La critique que l’on peut faire au guide antérieur est d’ordre conceptuel. Nous devrions plus volontiers parler de réglage du « chemin d’accès » à l’OIM et cela implique, non seulement, un réglage de la morphologie des faces palatines des dents antéro-supérieures mais aussi des versants cuspidiens des dents postérieures.
Nos points de vue ne sont certainement pas opposés car j’observe également des marques d’occlusion sur les canines lorsque je règle les trajets d’accès à l’OIM lors de la mastication. Car le test primordial que se doit de passer n’importe laquelle de nos restaurations est bien celui de la mastication dont la physiologie ne coïncide pas avec la méthodologie de réglage du guidage antérieur. Même s’il est réglé selon les règles académiques, la grande variété des rapports inter-incisifs et des cycles de mastication peut malgré tout générer des forces de friction importantes entre les dents antérieures et générer des contraintes également sur les dents postérieures. Comment expliquer d’ailleurs les éclats de céramique fréquemment observées sur les prothèses implantaires alors que la désocclusion canine semble idéale?
L’articulateur reste un outil indispensable – je vous rejoins totalement – mais essentiellement pour recréer l’OIM et l’esthétique du sourire dans une position mandibulaire de référence choisie. Pour la dynamique, et à défaut de mieux, c’est dans la bouche du patient en position assise (tel que décrit dans le dernier lien) que l’on pourra le mieux approcher la réalité de la mastication.
C’est dans les années 1990 que j’ai décrit le concept NMC dont l’acronyme signifie : Neuro-Musculo-Compatibilité.
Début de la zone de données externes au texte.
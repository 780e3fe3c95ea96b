//! Per-player notification inbox.

use archipel_types::{Notification, NotificationId, NotificationKind, PlayerId};
use archipel_world::World;
use chrono::{DateTime, Utc};
use tracing::debug;

/// Deliver a message to a player.
pub fn notify(
    world: &mut World,
    player: PlayerId,
    kind: NotificationKind,
    message: impl Into<String>,
    now: DateTime<Utc>,
) -> NotificationId {
    let id = NotificationId::new();
    world.notifications_mut(player).push(Notification {
        id,
        message: message.into(),
        kind,
        timestamp: now,
        read: false,
    });
    debug!(%player, ?kind, "Notification delivered");
    id
}

/// A player's notifications, newest first.
pub fn list(world: &World, player: PlayerId) -> Vec<Notification> {
    let mut all = world.notifications(player).to_vec();
    all.sort_by(|a, b| b.timestamp.cmp(&a.timestamp).then_with(|| b.id.cmp(&a.id)));
    all
}

/// Mark every notification as read, returning how many changed.
pub fn mark_all_read(world: &mut World, player: PlayerId) -> usize {
    let mut changed = 0_usize;
    for n in world.notifications_mut(player).iter_mut().filter(|n| !n.read) {
        n.read = true;
        changed = changed.saturating_add(1);
    }
    changed
}

/// Count unread notifications, optionally of one kind.
pub fn unread_count(world: &World, player: PlayerId, kind: Option<NotificationKind>) -> usize {
    world
        .notifications(player)
        .iter()
        .filter(|n| !n.read && kind.is_none_or(|k| n.kind == k))
        .count()
}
Les observations cliniques constantes m’avaient incité à accepter l’organisation fonctionnelle installée chez mes patients qu’elle soit leur morphologie de classe 1 2 ou 3 pourvu que les trajectoires diductives et de réengrennement sollicitent de façon appropriée sans mouvement erratiques la musculature masticatoire et ce quelles que soient les dents guides.Il y a donc compatibilité entre les dents guides et la sollicitation musculaire
Depuis longtemps l’articulateur ne me sert qu’à retrouver une relation statique de l’OIM ou de la RC en l’absence totale de dents.
Cher Jean-Pierre,
Votre commentaire confirme les échanges que nous avons pu avoir précédemment : nous sommes sur la même longueur d’onde!
Même avec un guide antérieur des plus « efficaces », l’accès à l’OIM lors de la mastication peut être perturbé par des cuspides qui s’entrechoquent. La réponse biologique adaptative du système stomato-gnathique dépendra du maillon faible. Si les muscles sont les plus forts, des facettes d’usure fonctionnelles apparaîtront sur les dents (postérieures et/ou antérieures) et pourront se compliquer d’hyperhémies pulpaires, de fêlures, de fractures…. Si les muscles sont les plus faibles, un dysfonctionnement musculaire va s’initier…
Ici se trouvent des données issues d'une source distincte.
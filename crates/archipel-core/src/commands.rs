//! Player commands that are not owned by a single engine.
//!
//! Accounts, city management, workers, ships and the plague cure. Every
//! command checks everything it needs first and only then mutates, so an
//! error leaves the world exactly as it was.

use std::collections::BTreeSet;

use archipel_types::{
    BuildingKind, CityId, Player, PlayerId, Resource, SatisfactionFactor, TaxRate, Workplace,
};
use archipel_world::{Rules, World};
use chrono::{DateTime, Utc};
use rand::Rng;
use rust_decimal::Decimal;
use serde::Serialize;
use tracing::{info, warn};

use crate::error::CommandError;
use crate::population::{city_hygiene, floor_u32};

// ---------------------------------------------------------------------------
// Accounts
// ---------------------------------------------------------------------------

/// Build a new player account with the starting allowance.
pub fn new_player(rules: &Rules, username: &str, credential: &str, now: DateTime<Utc>) -> Player {
    let balance = &rules.balance;
    Player {
        id: PlayerId::new(),
        username: username.to_owned(),
        credential: credential.to_owned(),
        diamonds: balance.starting_diamonds,
        ships: balance.starting_ships,
        ships_available: balance.starting_ships,
        research_points: Decimal::ZERO,
        unlocked_research: BTreeSet::new(),
        created_at: now,
    }
}

/// Log in, creating the account on first use.
///
/// # Errors
///
/// Fails on an empty username or when the credential does not match the
/// existing account.
pub fn join(
    rules: &Rules,
    world: &mut World,
    username: &str,
    credential: &str,
    now: DateTime<Utc>,
) -> Result<PlayerId, CommandError> {
    let username = username.trim();
    if username.is_empty() {
        return Err(CommandError::EmptyUsername);
    }
    if let Some(existing) = world.player_by_username(username) {
        if existing.credential != credential {
            warn!(username, "Rejected login");
            return Err(CommandError::WrongCredential(username.to_owned()));
        }
        return Ok(existing.id);
    }
    let player = new_player(rules, username, credential, now);
    let id = player.id;
    world.add_player(player)?;
    info!(%id, username, "Player created");
    Ok(id)
}

/// Credit diamonds to a player. Returns the new balance.
///
/// # Errors
///
/// Fails when the player is unknown.
pub fn add_diamonds(world: &mut World, player: PlayerId, amount: u64) -> Result<u64, CommandError> {
    let account = world
        .player_mut(player)
        .ok_or(CommandError::PlayerNotFound(player))?;
    account.diamonds = account.diamonds.saturating_add(amount);
    Ok(account.diamonds)
}

// ---------------------------------------------------------------------------
// Cities
// ---------------------------------------------------------------------------

fn owned_city(world: &World, player: PlayerId, city: CityId) -> Result<(), CommandError> {
    let found = world.city(city).ok_or(CommandError::CityNotFound(city))?;
    if found.owner == Some(player) {
        Ok(())
    } else {
        Err(CommandError::NotOwner(city))
    }
}

/// Take an unowned city. Claiming one's own city again is accepted.
///
/// # Errors
///
/// Fails when the player or city is unknown or another player owns it.
pub fn claim_city(world: &mut World, player: PlayerId, city: CityId) -> Result<(), CommandError> {
    if world.player(player).is_none() {
        return Err(CommandError::PlayerNotFound(player));
    }
    let target = world
        .city_mut(city)
        .ok_or(CommandError::CityNotFound(city))?;
    match target.owner {
        Some(owner) if owner != player => Err(CommandError::CityTaken),
        Some(_) => Ok(()),
        None => {
            target.owner = Some(player);
            info!(%city, %player, "City claimed");
            Ok(())
        }
    }
}

/// Rename a city.
///
/// # Errors
///
/// Fails on an empty name or when the player does not own the city.
pub fn rename_city(
    world: &mut World,
    player: PlayerId,
    city: CityId,
    name: &str,
) -> Result<(), CommandError> {
    let name = name.trim();
    if name.is_empty() {
        return Err(CommandError::EmptyName);
    }
    owned_city(world, player, city)?;
    if let Some(target) = world.city_mut(city) {
        target.name = name.to_owned();
    }
    Ok(())
}

/// Select a tax band. The satisfaction bonus changes immediately.
///
/// # Errors
///
/// Fails when the player does not own the city.
pub fn set_tax_rate(
    world: &mut World,
    player: PlayerId,
    city: CityId,
    rate: TaxRate,
) -> Result<(), CommandError> {
    owned_city(world, player, city)?;
    if let Some(target) = world.city_mut(city) {
        target.tax_rate = rate;
        target
            .satisfaction_factors
            .bonus
            .insert(SatisfactionFactor::Taxes, rate.satisfaction_bonus());
    }
    Ok(())
}

/// Select the windmill cereal multiplier, at least 1.
///
/// The value is stored as chosen and clamped to the windmill's maximum
/// when the population is updated.
///
/// # Errors
///
/// Fails when the player does not own the city.
pub fn set_windmill_multiplier(
    world: &mut World,
    player: PlayerId,
    city: CityId,
    multiplier: u32,
) -> Result<u32, CommandError> {
    owned_city(world, player, city)?;
    let multiplier = multiplier.max(1);
    if let Some(target) = world.city_mut(city) {
        target.windmill_multiplier = multiplier;
    }
    Ok(multiplier)
}

/// Outcome of a plague cure attempt.
#[derive(Debug, Clone, Copy, PartialEq, Eq, Serialize)]
pub struct CureOutcome {
    /// Whether the plague is gone.
    pub cured: bool,
    /// Gold charged, whatever the outcome.
    pub cost: Decimal,
}

/// Attempt to cure a city's plague.
///
/// The gold is spent even when the cure fails.
///
/// # Errors
///
/// Fails when the player does not own the city, the city has no plague,
/// hygiene is under 100 percent, or gold is short.
pub fn cure_plague(
    rules: &Rules,
    world: &mut World,
    player: PlayerId,
    city: CityId,
    rng: &mut impl Rng,
) -> Result<CureOutcome, CommandError> {
    owned_city(world, player, city)?;
    let target = world.city(city).ok_or(CommandError::CityNotFound(city))?;
    if !target.has_plague {
        return Err(CommandError::NoPlague);
    }
    let hygiene = city_hygiene(target);
    if hygiene < 100 {
        return Err(CommandError::HygieneTooLow(hygiene));
    }
    let cost = target
        .population
        .saturating_mul(Decimal::from(rules.balance.cure_gold_per_citizen));
    let gold = target.stock_of(Resource::Gold);
    if gold < cost {
        return Err(CommandError::InsufficientResources {
            resource: Resource::Gold,
            required: cost,
            available: gold,
        });
    }

    let cured = rng.random_range(0..100_u32) < rules.balance.cure_success_percent;
    if let Some(target) = world.city_mut(city) {
        target
            .stock
            .insert(Resource::Gold, gold.saturating_sub(cost));
        if cured {
            target.has_plague = false;
            target
                .satisfaction_factors
                .malus
                .remove(&SatisfactionFactor::Plague);
        }
    }
    info!(%city, cured, %cost, "Plague cure attempted");
    Ok(CureOutcome { cured, cost })
}

// ---------------------------------------------------------------------------
// Workers
// ---------------------------------------------------------------------------

/// Put workers on a site of the city's island or in its academy.
///
/// The request is clamped to the workplace's capacity and to the free
/// population plus the workers already there. Returns the count assigned.
///
/// # Errors
///
/// Fails when the player does not own the city, the resource has no site
/// on the island, or the academy is missing.
pub fn assign_workers(
    rules: &Rules,
    world: &mut World,
    player: PlayerId,
    city: CityId,
    workplace: Workplace,
    requested: u32,
) -> Result<u32, CommandError> {
    owned_city(world, player, city)?;
    let target = world.city(city).ok_or(CommandError::CityNotFound(city))?;

    let (capacity, current) = match workplace {
        Workplace::Site(resource) => {
            if !resource.is_harvestable() {
                return Err(CommandError::NotHarvestable(resource));
            }
            let site = world
                .site(target.island, resource)
                .ok_or(CommandError::SiteNotFound {
                    island: target.island,
                    resource,
                })?;
            (
                rules.sites.max_workers_per_city(resource, site.level),
                target.workers_on(resource),
            )
        }
        Workplace::Academy => {
            let academy = target
                .complete_buildings(BuildingKind::Academy)
                .next()
                .ok_or(CommandError::NoAcademy)?;
            (academy.effect.max_workers, target.academy_workers)
        }
    };
    let free = floor_u32(target.free_population()).saturating_add(current);
    let assigned = requested.min(capacity).min(free);

    if let Some(target) = world.city_mut(city) {
        match workplace {
            Workplace::Site(resource) => {
                if assigned == 0 {
                    target.workers.remove(&resource);
                } else {
                    target.workers.insert(resource, assigned);
                }
            }
            Workplace::Academy => target.academy_workers = assigned,
        }
    }
    info!(%city, ?workplace, requested, assigned, "Workers assigned");
    Ok(assigned)
}

// ---------------------------------------------------------------------------
// Ships
// ---------------------------------------------------------------------------

/// Gold price of the next ship for a player owning `ships`.
///
/// The second ship costs the base price; each further one costs half as
/// much again as the previous.
pub fn ship_price(rules: &Rules, ships: u32) -> Decimal {
    let step = Decimal::new(15, 1);
    (1..ships.max(1))
        .fold(Decimal::from(rules.balance.ship_base_price), |price, _| {
            price.saturating_mul(step)
        })
        .floor()
}

/// Result of a ship purchase.
#[derive(Debug, Clone, Copy, PartialEq, Eq, Serialize)]
pub struct ShipPurchase {
    /// Gold paid.
    pub price: Decimal,
    /// Ships owned afterwards.
    pub ships: u32,
}

/// Buy a ship with gold from one of the player's cities.
///
/// # Errors
///
/// Fails when the player is unknown, does not own the city, or lacks gold.
pub fn buy_ship(
    rules: &Rules,
    world: &mut World,
    player: PlayerId,
    city: CityId,
) -> Result<ShipPurchase, CommandError> {
    let account = world
        .player(player)
        .ok_or(CommandError::PlayerNotFound(player))?;
    let price = ship_price(rules, account.ships);
    owned_city(world, player, city)?;
    let gold = world
        .city(city)
        .map_or(Decimal::ZERO, |c| c.stock_of(Resource::Gold));
    if gold < price {
        return Err(CommandError::InsufficientResources {
            resource: Resource::Gold,
            required: price,
            available: gold,
        });
    }

    if let Some(target) = world.city_mut(city) {
        target
            .stock
            .insert(Resource::Gold, gold.saturating_sub(price));
    }
    let ships = world.player_mut(player).map_or(0, |account| {
        account.ships = account.ships.saturating_add(1);
        account.ships_available = account.ships_available.saturating_add(1);
        account.ships
    });
    info!(%player, %price, ships, "Ship bought");
    Ok(ShipPurchase { price, ships })
}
Rien n’empêchera le sytème d’assurer sa fonction première : l’alimentation. L’adaptation est une merveille mais elle a tendance à maquiller l’étiopathogénie des problèmes que nos patients nous demandent de résoudre.
Merci pour votre participation à cette réflexion.
Bonjour et merci pour cet article !
Pourriez-vous expliquer cette phrase SVP : « Le recours aux mouvements mandibulaires centripètes (plutôt que centrifuges) permet le réglage des contours linguaux des dents antéro-supérieures ».
Merci encore :)
Bonjour Hugo,
et merci pour cette question que je vais préciser :
A chaque fin de cycle de mastication, la mandibule fait un mouvement centripète (de l’extérieur vers l’intérieur) pour accéder à l’OIM (qui le point de départ et d’arrivée du cycle masticatoire). Lors de ce mouvement, il peut y avoir une friction des dents antérieures mandibulaires sur les faces linguales des dents antérieures maxillaires. Pour cela, on demande au patient de faire un exercice de mastication en interposant entre ces dents du papier encré épais (200 microns). Les mouvements ainsi obtenus sont différents des mouvements centrifuges « classiques » de latéralités.
J’espère avoir bien répondu à votre question.